Poderá haver hipóteses, entretanto, em que a irregularidade é insuficiente para afastar a responsabilidade do ente estatal. Por exemplo, a ausência de alvará de funcionamento de um estabelecimento comercial não necessariamente afastará todo e qualquer dano decorrente das chuvas e enchentes, na medida em que a edificação pode ter sido afetada independentemente da atividade ali exercida.

A tragédia no RS, como se vê, atribui muitos efeitos à responsabilidade civil, mas deve-se ter cautela, e analisar individualmente cada caso, para que o devedor não sofra as consequências legais do seu inadimplemento, na responsabilidade contratual, ou possa ser ressarcido, na responsabilidade extracontratual.

A cautela em questão é especialmente importante quando se trata de evento que pode estar ligado às mudanças climáticas, como tem sido apontado para as chuvas e enchentes no RS, na medida em que tais mudanças climáticas decorrem de uma multiplicidade de comportamentos e atividades humanas globais, atraindo desafios para configuração do nexo causal.
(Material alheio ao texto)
//! Free-roam player cube: camera-relative walking, gravity and collision.

use bevy::prelude::*;

use constants::city_layout::GROUND_SIZE;
use constants::day_night::REFERENCE_FPS;
use constants::palette::{PLAYER_COLOR, hex_color};

use crate::engine::camera::follow_camera::FollowCamera;
use crate::engine::scene::placement::CityFootprints;

/// Walking speed in world units per reference frame.
pub const WALK_SPEED: f32 = 0.1;
pub const PLAYER_SPAWN: Vec3 = Vec3::new(0.0, 0.5, 0.0);

const VELOCITY_SMOOTHING: f32 = 0.3;
const GRAVITY: f32 = -0.007;
const COLLISION_MARGIN: f32 = 0.5;
const HALF_HEIGHT: f32 = 0.5;

#[derive(Component, Debug, Default, Clone, PartialEq)]
pub struct Player {
    /// Per reference frame.
    pub velocity: Vec3,
    pub inside_car: bool,
}

impl Player {
    /// Eases the horizontal velocity towards `target`.
    pub fn steer(&mut self, target: Vec3, frames: f32) {
        let blend = 1.0 - (1.0 - VELOCITY_SMOOTHING).powf(frames);
        self.velocity.x += (target.x - self.velocity.x) * blend;
        self.velocity.z += (target.z - self.velocity.z) * blend;
    }

    /// Moves from `position` and returns where the player ends up.
    ///
    /// A horizontal step into a building is undone. Falling stops on the
    /// ground plane; a step that leaves the plane is undone entirely.
    pub fn step(&mut self, position: Vec3, frames: f32, footprints: &CityFootprints) -> Vec3 {
        let mut next = position;
        next.x += self.velocity.x * frames;
        next.z += self.velocity.z * frames;
        if footprints.blocks_movement(next.x, next.z, COLLISION_MARGIN) {
            next.x = position.x;
            next.z = position.z;
        }

        let gravity = GRAVITY * frames;
        self.velocity.y += gravity;
        next.y += self.velocity.y * frames;

        if !on_ground_plane(next.x, next.z) {
            self.velocity.y -= gravity;
            return position;
        }
        if next.y - HALF_HEIGHT < 0.0 {
            next.y = HALF_HEIGHT;
            self.velocity.y = 0.0;
        }
        next
    }
}

fn on_ground_plane(x: f32, z: f32) -> bool {
    let half = GROUND_SIZE / 2.0;
    x.abs() <= half && z.abs() <= half
}

/// WASD intent: `x` strafes along camera right, `y` moves along camera forward.
pub fn walk_input(keyboard: &ButtonInput<KeyCode>) -> Vec2 {
    let mut input = Vec2::ZERO;
    if keyboard.pressed(KeyCode::KeyW) {
        input.y -= WALK_SPEED;
    }
    if keyboard.pressed(KeyCode::KeyS) {
        input.y += WALK_SPEED;
    }
    if keyboard.pressed(KeyCode::KeyA) {
        input.x -= WALK_SPEED;
    }
    if keyboard.pressed(KeyCode::KeyD) {
        input.x += WALK_SPEED;
    }
    input
}

pub fn target_velocity(rig: &FollowCamera, input: Vec2) -> Vec3 {
    let (forward, right) = rig.basis();
    forward * input.y + right * input.x
}

pub fn spawn_player(
    commands: &mut Commands,
    meshes: &mut Assets<Mesh>,
    materials: &mut Assets<StandardMaterial>,
) -> Entity {
    commands
        .spawn((
            Name::new("Player"),
            Player::default(),
            Mesh3d(meshes.add(Cuboid::from_length(1.0))),
            MeshMaterial3d(materials.add(StandardMaterial {
                base_color: hex_color(PLAYER_COLOR),
                ..default()
            })),
            Transform::from_translation(PLAYER_SPAWN),
            Visibility::Visible,
        ))
        .id()
}

pub fn player_movement_system(
    time: Res<Time>,
    keyboard: Res<ButtonInput<KeyCode>>,
    footprints: Res<CityFootprints>,
    cameras: Query<&FollowCamera>,
    mut players: Query<(&mut Player, &mut Transform)>,
) {
    let Ok(rig) = cameras.single() else {
        return;
    };
    let frames = time.delta_secs() * REFERENCE_FPS;
    let target = target_velocity(rig, walk_input(&keyboard));

    for (mut player, mut transform) in &mut players {
        if player.inside_car {
            continue;
        }
        transform.rotation = Quat::from_rotation_y(rig.yaw);
        player.steer(target, frames);
        transform.translation = player.step(transform.translation, frames, &footprints);
    }
}

#[cfg(test)]
mod tests {
    use super::*;
    use crate::engine::scene::placement::BuildingFootprint;
    use std::time::Duration;

    #[test]
    fn w_walks_away_from_the_camera() {
        let rig = FollowCamera::default();
        let v = target_velocity(&rig, Vec2::new(0.0, -WALK_SPEED));
        assert!((v - Vec3::new(0.0, 0.0, -0.1)).length() < 1e-6);
        let strafe = target_velocity(&rig, Vec2::new(WALK_SPEED, 0.0));
        assert!((strafe - Vec3::new(0.1, 0.0, 0.0)).length() < 1e-6);
    }

    #[test]
    fn steering_eases_by_thirty_percent_per_frame() {
        let mut player = Player::default();
        player.steer(Vec3::new(1.0, 0.0, -1.0), 1.0);
        assert!((player.velocity.x - 0.3).abs() < 1e-6);
        assert!((player.velocity.z + 0.3).abs() < 1e-6);
        player.steer(Vec3::new(1.0, 0.0, -1.0), 2.0);
        assert!((player.velocity.x - 0.3 - 0.7 * 0.51).abs() < 1e-5);
    }

    #[test]
    fn buildings_block_horizontal_steps() {
        let footprints = CityFootprints(vec![BuildingFootprint::new(2.0, 0.0, 2.0, 30.0, 2.0)]);
        let mut player = Player {
            velocity: Vec3::new(0.6, 0.0, 0.0),
            inside_car: false,
        };
        let next = player.step(Vec3::new(0.0, 0.5, 0.0), 1.0, &footprints);
        assert_eq!(next.x, 0.0);
        assert_eq!(next.y, 0.5);
    }

    #[test]
    fn gravity_pulls_down_until_the_ground() {
        let footprints = CityFootprints::default();
        let mut player = Player::default();
        let mut position = Vec3::new(0.0, 3.0, 0.0);
        position = player.step(position, 1.0, &footprints);
        assert!((position.y - (3.0 - 0.007)).abs() < 1e-6);
        for _ in 0..200 {
            position = player.step(position, 1.0, &footprints);
        }
        assert_eq!(position.y, 0.5);
        assert_eq!(player.velocity.y, 0.0);
    }

    #[test]
    fn walking_off_the_world_edge_is_undone() {
        let footprints = CityFootprints::default();
        let mut player = Player {
            velocity: Vec3::new(0.5, 0.0, 0.0),
            inside_car: false,
        };
        let start = Vec3::new(249.8, 0.5, 0.0);
        assert_eq!(player.step(start, 1.0, &footprints), start);
        assert_eq!(player.velocity.y, 0.0);
    }

    #[test]
    fn system_walks_and_stays_put_inside_a_car() {
        let mut app = App::new();
        app.init_resource::<Time>()
            .init_resource::<ButtonInput<KeyCode>>()
            .init_resource::<CityFootprints>()
            .add_systems(Update, player_movement_system);
        app.world_mut().spawn(FollowCamera::default());
        let walker = app
            .world_mut()
            .spawn((Player::default(), Transform::from_translation(PLAYER_SPAWN)))
            .id();
        let driver = app
            .world_mut()
            .spawn((
                Player {
                    velocity: Vec3::ZERO,
                    inside_car: true,
                },
                Transform::from_xyz(3.0, 0.77, 3.0),
            ))
            .id();

        app.world_mut()
            .resource_mut::<ButtonInput<KeyCode>>()
            .press(KeyCode::KeyW);
        for _ in 0..10 {
            app.world_mut()
                .resource_mut::<Time>()
                .advance_by(Duration::from_secs_f32(1.0 / 60.0));
            app.update();
        }

        let walked = app.world().get::<Transform>(walker).unwrap().translation;
        assert!(walked.z < -0.3);
        assert_eq!(walked.y, 0.5);
        let parked = app.world().get::<Transform>(driver).unwrap().translation;
        assert_eq!(parked, Vec3::new(3.0, 0.77, 3.0));
    }

    #[test]
    fn a_seated_player_neither_turns_nor_gathers_speed() {
        let mut app = App::new();
        app.init_resource::<Time>()
            .init_resource::<ButtonInput<KeyCode>>()
            .init_resource::<CityFootprints>()
            .add_systems(Update, player_movement_system);
        app.world_mut().spawn(FollowCamera {
            yaw: 0.5,
            ..default()
        });
        let driver = app
            .world_mut()
            .spawn((
                Player {
                    velocity: Vec3::ZERO,
                    inside_car: true,
                },
                Transform::from_xyz(3.0, 0.77, 3.0),
            ))
            .id();

        app.world_mut()
            .resource_mut::<ButtonInput<KeyCode>>()
            .press(KeyCode::KeyD);
        app.world_mut()
            .resource_mut::<Time>()
            .advance_by(Duration::from_secs_f32(1.0 / 60.0));
        app.update();

        assert_eq!(app.world().get::<Player>(driver).unwrap().velocity, Vec3::ZERO);
        assert_eq!(app.world().get::<Transform>(driver).unwrap().rotation, Quat::IDENTITY);
    }
}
Soma-se a isso o consenso científico de que eventos climáticos extremos – como as chuvas e enchentes no Rio Grande do Sul – tendem a se tornar mais frequentes e intensos na medida em que a temperatura global média aumenta, o que pode levar futuramente à inadequação das teorias jurídicas ligadas ao descumprimento de obrigações contratuais e responsabilidade extracontratual, com consequente necessidade de revisitar a adequação delas.

Até que isso ocorra, no entanto, fato é que, como exposto, há uma multiplicidade de situações jurídicas que um evento dessa magnitude pode atrair no cenário contratual e extracontratual, de modo que, simultaneamente, nem todos os danos sofridos são indenizáveis, e nem todos os causadores de danos podem se valer desse evento para se eximir de responsabilidades, sendo preciso a análise detida de cada caso.


[1] Mais de 30% dos negócios ainda estão fora de operação revela pesquisa do Sebrae/RS. SEBRAE/RS, Porto Alegre, 17 de julho de 2024. Disponível em: https://sebraers.com.br/mais-de-30-dos-meis-e-mpes-ainda-estao-fora-de-operacao-revela-pesquisa-do-sebrae-rs/#:~:text=A%20%E2%80%9CPesquisa%20de%20Impacto%20das,de%20opera%C3%A7%C3%A3o%20at%C3%A9%20o%20momento. Acesso em: 19 de agosto de 2024.

[2] Originadas, respectivamente, do incumprimento de uma obrigação e do cometimento de um ato ilício.

[3] Art. 393 do Código Civil

[4] Artigos 478 a 480 do Código Civil.